Henry Wadsworth Longfellow
Catawba Wine
                This song of mine
                  Is a Song of the Vine,
        To be sung by the glowing embers
                  Of wayside inns,
                  When the rain begins
        To darken the drear Novembers.

                  It is not a song
                  Of the Scuppernong,
        From warm Carolinian valleys,
                  Nor the Isabel
                  And the Muscadel
        That bask in our garden alleys.

                  Nor the red Mustang,
                  Whose clusters hang
        O'er the waves of the Colorado,
                  And the fiery flood
                  Of whose purple blood
        Has a dash of Spanish bravado.

                  For richest and best
                  Is the wine of the West,
        That grows by the Beautiful River;
                  Whose sweet perfume
                  Fills all the room
        With a benison on the giver.
                  And as hollow trees
                  Are the haunts of bees,
        For ever going and coming;
                  So this crystal hive
                  Is all alive
        With a swarming and buzzing and humming.
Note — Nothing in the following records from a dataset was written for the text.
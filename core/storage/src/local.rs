//! Local filesystem record store.

use async_trait::async_trait;
use std::io::ErrorKind;
use std::path::{Path, PathBuf};
use tokio::fs;
use tokio::io::AsyncWriteExt;
use tracing::debug;

use crate::store::RecordStore;
use strongbox_common::Result;

/// Default file name for the vault record.
pub const RECORD_FILENAME: &str = "vault.json";

/// Local filesystem record store.
///
/// Stores the record in one file. Writes go to a sibling temp file that is
/// then renamed over the record.
pub struct LocalStore {
    path: PathBuf,
}

impl LocalStore {
    /// Create a store for the record file at `path`.
    ///
    /// The file and its parent directories are created on first write.
    pub fn new(path: impl AsRef<Path>) -> Self {
        Self {
            path: path.as_ref().to_path_buf(),
        }
    }

    /// Platform default record location, e.g. `~/.local/share/strongbox/vault.json`.
    pub fn default_path() -> Option<PathBuf> {
        dirs::data_dir().map(|dir| dir.join("strongbox").join(RECORD_FILENAME))
    }

    /// Path of the record file.
    pub fn path(&self) -> &Path {
        &self.path
    }

    fn temp_path(&self) -> PathBuf {
        let mut name = self
            .path
            .file_name()
            .map(|n| n.to_os_string())
            .unwrap_or_else(|| RECORD_FILENAME.into());
        name.push(".tmp");
        self.path.with_file_name(name)
    }
}

#[async_trait]
impl RecordStore for LocalStore {
    fn name(&self) -> &str {
        "local"
    }

    async fn read(&self) -> Result<Option<Vec<u8>>> {
        match fs::read(&self.path).await {
            Ok(data) => Ok(Some(data)),
            Err(e) if e.kind() == ErrorKind::NotFound => Ok(None),
            Err(e) => Err(e.into()),
        }
    }

    async fn write(&self, data: Vec<u8>) -> Result<()> {
        if let Some(parent) = self.path.parent() {
            if !parent.as_os_str().is_empty() {
                fs::create_dir_all(parent).await?;
            }
        }

        let temp = self.temp_path();
        // A leftover temp file would keep its old mode on reopen
        let _ = fs::remove_file(&temp).await;

        let mut options = fs::OpenOptions::new();
        options.write(true).create_new(true);
        #[cfg(unix)]
        options.mode(0o600);

        let mut file = options.open(&temp).await?;
        file.write_all(&data).await?;
        file.sync_all().await?;
        drop(file);

        if let Err(e) = fs::rename(&temp, &self.path).await {
            let _ = fs::remove_file(&temp).await;
            return Err(e.into());
        }

        debug!(path = %self.path.display(), size = data.len(), "Record written");
        Ok(())
    }
}

#[cfg(test)]
mod tests {
    use super::*;
    use tempfile::TempDir;

    #[tokio::test]
    async fn test_local_missing_is_none() {
        let temp = TempDir::new().unwrap();
        let store = LocalStore::new(temp.path().join("vault.json"));

        assert!(store.read().await.unwrap().is_none());
        assert!(!store.exists().await.unwrap());
    }

    #[tokio::test]
    async fn test_local_write_read() {
        let temp = TempDir::new().unwrap();
        let store = LocalStore::new(temp.path().join("vault.json"));

        store.write(b"{\"items\":[]}".to_vec()).await.unwrap();
        assert_eq!(store.read().await.unwrap(), Some(b"{\"items\":[]}".to_vec()));
    }

    #[tokio::test]
    async fn test_local_creates_parents() {
        let temp = TempDir::new().unwrap();
        let path = temp.path().join("nested").join("dir").join("vault.json");
        let store = LocalStore::new(&path);

        store.write(b"data".to_vec()).await.unwrap();
        assert!(path.exists());
    }

    #[tokio::test]
    async fn test_local_overwrite_leaves_no_temp() {
        let temp = TempDir::new().unwrap();
        let store = LocalStore::new(temp.path().join("vault.json"));

        store.write(b"first".to_vec()).await.unwrap();
        store.write(b"second".to_vec()).await.unwrap();

        assert_eq!(store.read().await.unwrap(), Some(b"second".to_vec()));
        assert!(!temp.path().join("vault.json.tmp").exists());
    }

    #[cfg(unix)]
    #[tokio::test]
    async fn test_local_record_is_private() {
        use std::os::unix::fs::PermissionsExt;

        let temp = TempDir::new().unwrap();
        let path = temp.path().join("vault.json");
        LocalStore::new(&path).write(b"x".to_vec()).await.unwrap();

        let mode = std::fs::metadata(&path).unwrap().permissions().mode();
        assert_eq!(mode & 0o777, 0o600);
    }

    #[cfg(unix)]
    #[tokio::test]
    async fn test_local_stale_temp_does_not_leak_mode() {
        use std::os::unix::fs::PermissionsExt;

        let temp = TempDir::new().unwrap();
        let path = temp.path().join("vault.json");
        let stale = temp.path().join("vault.json.tmp");
        std::fs::write(&stale, b"old").unwrap();
        std::fs::set_permissions(&stale, std::fs::Permissions::from_mode(0o644)).unwrap();

        let store = LocalStore::new(&path);
        store.write(b"fresh".to_vec()).await.unwrap();

        let mode = std::fs::metadata(&path).unwrap().permissions().mode();
        assert_eq!(mode & 0o777, 0o600);
        assert_eq!(store.read().await.unwrap(), Some(b"fresh".to_vec()));
        assert!(!stale.exists());
    }
}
                  Very good in its way
                  Is the Verzenay,
        Or the Sillery soft and creamy;
                  But Catawba wine
                  Has a taste more divine,
        More dulcet, delicious, and dreamy.
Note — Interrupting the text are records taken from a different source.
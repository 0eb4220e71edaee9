//! Common error types for Strongbox.

use thiserror::Error;

/// Top-level error type for Strongbox operations.
///
/// Validation and precondition variants never leave partial state behind.
/// `PersistenceFailure` is the exception: the in-memory change it reports
/// has already been applied.
#[derive(Debug, Error)]
pub enum Error {
    /// Passphrase and its confirmation differ.
    #[error("Passphrase and confirmation do not match")]
    PassphraseMismatch,

    /// Passphrase is shorter than the required minimum.
    #[error("Passphrase must be at least {min} characters")]
    PassphraseTooShort { min: usize },

    /// No vault record exists.
    #[error("No vault exists")]
    VaultNotFound,

    /// A vault record already exists.
    #[error("A vault already exists")]
    VaultAlreadyExists,

    /// Operation requires an unlocked vault.
    #[error("Vault is locked")]
    VaultLocked,

    /// Vault already has an active session.
    #[error("Vault is already unlocked")]
    AlreadyUnlocked,

    /// Passphrase failed verification (sealed vaults only).
    #[error("Wrong passphrase")]
    WrongPassphrase,

    /// No item with the given id.
    #[error("Item not found: {0}")]
    ItemNotFound(String),

    /// Item fields failed validation.
    #[error("Invalid item: {0}")]
    InvalidItem(String),

    /// Settings failed validation.
    #[error("Invalid settings: {0}")]
    InvalidSettings(String),

    /// Ciphertext envelope could not be decoded or authenticated.
    #[error("Decryption failed: {0}")]
    DecryptFailure(String),

    /// Cryptographic operation failed.
    #[error("Cryptographic error: {0}")]
    Crypto(String),

    /// The vault record could not be saved. In-memory state is kept.
    #[error("Vault record not saved: {0}")]
    PersistenceFailure(String),

    /// I/O operation failed.
    #[error("I/O error: {0}")]
    Io(#[from] std::io::Error),

    /// Serialization or deserialization failed.
    #[error("Serialization error: {0}")]
    Serialization(String),

    /// Stored record is newer than the one being written.
    #[error("Conflict: {0}")]
    Conflict(String),
}

impl Error {
    /// Whether this error left in-memory state changed but not yet durable.
    pub fn is_persistence_failure(&self) -> bool {
        matches!(self, Self::PersistenceFailure(_))
    }
}

/// Result type alias using the common Error.
pub type Result<T> = std::result::Result<T, Error>;
//! Slave process entry point: no rotator of its own, follows the master's
//! ROT/TRG handshake and runs the acquisition engine for camera 2
//! (`mopnet.c`'s `main()` with `role == SLAVE`).

use std::sync::Arc;

use clap::Parser;
use moptop::camera::{CameraSpec, MockCamera, CAMERA_TABLE};
use moptop::config::{CameraRole, Settings};
use moptop::error::{AppResult, MoptopError};
use moptop::filter_wheel::MockFilterWheel;
use moptop::run_controller::RunController;
use moptop::transport::Transport;

#[derive(Debug, Parser)]
#[command(name = "moptop-slave", author, version, about = "MOPTOP slave-camera acquisition process")]
struct Cli {
    /// Path to the process settings file (role, addresses, ...).
    #[arg(short, long, default_value = "moptop.toml")]
    config: std::path::PathBuf,

    /// Overrides the camera serial number used to look up calibration data.
    #[arg(long)]
    camera_serial: Option<String>,
}

fn resolve_spec(serial: Option<&str>) -> AppResult<&'static CameraSpec> {
    match serial {
        Some(s) => CameraSpec::lookup(s),
        None => Ok(&CAMERA_TABLE[1]),
    }
}

#[tokio::main]
async fn main() -> AppResult<()> {
    let cli = Cli::parse();
    let settings = Settings::load(&cli.config)?;
    moptop::logging::init(&settings.log_level);

    if settings.role != CameraRole::Slave {
        return Err(MoptopError::Configuration(
            "moptop-slave requires a settings file with role = \"Slave\"".into(),
        ));
    }

    let spec = resolve_spec(cli.camera_serial.as_deref())?;
    let transport = Transport::bind(&settings.bind_address).await?;

    let controller = RunController {
        settings,
        transport,
        camera: Arc::new(MockCamera::new(spec.serial_number)),
        rotator: None,
        filter_wheel: Arc::new(MockFilterWheel::new()),
        camera_id: '2',
        spec,
    };

    controller.run_forever().await
}
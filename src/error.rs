//! Custom error types for the application.
//!
//! This module defines the primary error type, `MoptopError`, for the entire
//! acquisition engine. Using the `thiserror` crate, it provides a centralized
//! and consistent way to handle everything from I/O and configuration issues
//! to rotator, camera and protocol-handshake failures.
//!
//! ## Error hierarchy
//!
//! `MoptopError` consolidates the error classes laid out by the engine's
//! error-handling design: fatal conditions that abort a run (`RotatorTimeout`,
//! `BufferMissed`, `CameraOpenFailed`), conditions the camera driver retries
//! internally before escalating (`VendorCall`), and argument-level validation
//! failures raised while decoding a `RUN` payload (`InvalidArgument`).
//! "Reported but continued" conditions (cooling timeout on a secondary pass,
//! a missing timestamp tick, an unrecognised filter position) are not errors
//! at all here — they are logged at `WARN` and represented as a degraded
//! value, matching the source engine's pattern of logging and continuing
//! past a non-fatal failure.

use thiserror::Error;

/// Convenience alias for results using the application error type.
pub type AppResult<T> = std::result::Result<T, MoptopError>;

#[derive(Error, Debug)]
pub enum MoptopError {
    #[error("Configuration error: {0}")]
    Config(#[from] figment::Error),

    #[error("Configuration validation error: {0}")]
    Configuration(String),

    #[error("I/O error: {0}")]
    Io(#[from] std::io::Error),

    #[error("Invalid argument '-{flag}': {reason}")]
    InvalidArgument { flag: char, reason: String },

    #[error("Rotator connection failed after all retries: {0}")]
    RotatorConnect(String),

    #[error("Rotator did not reach target within timeout")]
    RotatorTimeout,

    #[error("Rotator command error: {0}")]
    Rotator(String),

    #[error("Filter wheel command error: {0}")]
    FilterWheel(String),

    #[error("Camera failed to open: {0}")]
    CameraOpenFailed(String),

    #[error("Vendor call '{call}' failed after {attempts} attempts: {reason}")]
    VendorCall {
        call: String,
        attempts: u32,
        reason: String,
    },

    #[error("Missed image buffer for frame {frame} (fatal, aborting run)")]
    BufferMissed { frame: u32 },

    #[error("Cooling timeout waiting for sensor to reach target")]
    CoolingTimeout,

    #[error("Unknown camera serial number: {0}")]
    UnknownCameraSerial(String),

    #[error("Transport timeout waiting for {0}")]
    TransportTimeout(String),

    #[error("Transport received unexpected reply: expected '{expected}', got '{got}'")]
    UnexpectedReply { expected: String, got: String },

    #[error("Socket error: {0}")]
    Socket(String),

    #[error("FITS write failed: {0}")]
    Fits(String),

    #[error("Sequencer error: {0}")]
    Sequencer(String),
}

#[cfg(test)]
mod tests {
    use super::*;

    #[test]
    fn test_error_display() {
        let err = MoptopError::Rotator("no response".to_string());
        assert_eq!(err.to_string(), "Rotator command error: no response");
    }

    #[test]
    fn test_buffer_missed_is_fatal_message() {
        let err = MoptopError::BufferMissed { frame: 5 };
        assert!(err.to_string().contains("frame 5"));
    }

    #[test]
    fn test_invalid_argument_display() {
        let err = MoptopError::InvalidArgument {
            flag: 'b',
            reason: "must be one of 1,2,3,4,8".into(),
        };
        assert_eq!(
            err.to_string(),
            "Invalid argument '-b': must be one of 1,2,3,4,8"
        );
    }
}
                  There grows no vine
                  By the haunted Rhine,
        By Danube or Guadalquivir,
                  Nor on island or cape,
                  That bears such a grape
        As grows by the Beautiful River.

                  Drugged is their juice
                  For foreign use,
        When shipped o'er the reeling Atlantic,
                  To rack our brains
                  With the fever pains,
        That have driven the Old World frantic.
                  To the sewers and sinks
                  With all such drinks,
        And after them tumble the mixer;
                  For a poison malign
                  Is such Borgia wine,
        Or at best but a Devil's Elixir.

                  While pure as a spring
                  Is the wine I sing,
        And to praise it, one needs but name it;
                  For Catawba wine
                  Has need of no sign,
        No tavern-bush to proclaim it.

                  And this Song of the Vine,
                  This greeting of mine,
        The winds and the birds shall deliver
                  To the Queen of the West,
                  In her garlands dressed,
        On the banks of the Beautiful River.